Directions for this task:
Each entry below should be retyped exactly, with nothing omitted.

(Records from a data collection)
>>>
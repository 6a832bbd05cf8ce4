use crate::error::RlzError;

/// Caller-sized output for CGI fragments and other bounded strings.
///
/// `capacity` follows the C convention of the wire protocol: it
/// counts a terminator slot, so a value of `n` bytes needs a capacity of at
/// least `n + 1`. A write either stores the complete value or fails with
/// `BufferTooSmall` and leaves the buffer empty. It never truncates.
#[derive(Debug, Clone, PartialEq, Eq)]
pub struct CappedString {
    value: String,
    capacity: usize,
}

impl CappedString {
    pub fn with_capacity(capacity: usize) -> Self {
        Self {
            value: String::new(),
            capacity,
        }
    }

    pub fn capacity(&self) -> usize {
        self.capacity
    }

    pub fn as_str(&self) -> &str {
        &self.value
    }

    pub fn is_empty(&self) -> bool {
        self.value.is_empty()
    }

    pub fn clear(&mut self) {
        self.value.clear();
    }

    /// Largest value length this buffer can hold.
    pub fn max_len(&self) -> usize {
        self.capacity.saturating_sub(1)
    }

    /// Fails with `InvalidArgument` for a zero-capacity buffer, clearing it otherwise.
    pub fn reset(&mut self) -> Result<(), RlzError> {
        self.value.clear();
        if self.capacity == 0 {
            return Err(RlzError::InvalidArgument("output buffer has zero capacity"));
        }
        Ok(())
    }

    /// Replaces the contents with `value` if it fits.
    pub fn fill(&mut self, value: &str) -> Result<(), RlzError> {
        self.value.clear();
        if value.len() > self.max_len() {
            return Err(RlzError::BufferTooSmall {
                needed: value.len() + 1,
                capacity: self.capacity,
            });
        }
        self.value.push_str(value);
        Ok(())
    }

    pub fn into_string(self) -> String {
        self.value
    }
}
<<<
Answer to the problem:
repository 6a832bbd05cf8ce4
use crate::error::RlzError;

/// Caller-sized output for CGI fragments and other bounded strings.
///
/// `capacity` follows the C convention of the wire protocol: it
/// counts a terminator slot, so a value of `n` bytes needs a capacity of at
/// least `n + 1`. A write either stores the complete value or fails with
/// `BufferTooSmall` and leaves the buffer empty. It never truncates.
#[derive(Debug, Clone, PartialEq, Eq)]
pub struct CappedString {
    value: String,
    capacity: usize,
}

impl CappedString {
    pub fn with_capacity(capacity: usize) -> Self {
        Self {
            value: String::new(),
            capacity,
        }
    }

    pub fn capacity(&self) -> usize {
        self.capacity
    }

    pub fn as_str(&self) -> &str {
        &self.value
    }

    pub fn is_empty(&self) -> bool {
        self.value.is_empty()
    }

    pub fn clear(&mut self) {
        self.value.clear();
    }

    /// Largest value length this buffer can hold.
    pub fn max_len(&self) -> usize {
        self.capacity.saturating_sub(1)
    }

    /// Fails with `InvalidArgument` for a zero-capacity buffer, clearing it otherwise.
    pub fn reset(&mut self) -> Result<(), RlzError> {
        self.value.clear();
        if self.capacity == 0 {
            return Err(RlzError::InvalidArgument("output buffer has zero capacity"));
        }
        Ok(())
    }

    /// Replaces the contents with `value` if it fits.
    pub fn fill(&mut self, value: &str) -> Result<(), RlzError> {
        self.value.clear();
        if value.len() > self.max_len() {
            return Err(RlzError::BufferTooSmall {
                needed: value.len() + 1,
                capacity: self.capacity,
            });
        }
        self.value.push_str(value);
        Ok(())
    }

    pub fn into_string(self) -> String {
        self.value
    }
}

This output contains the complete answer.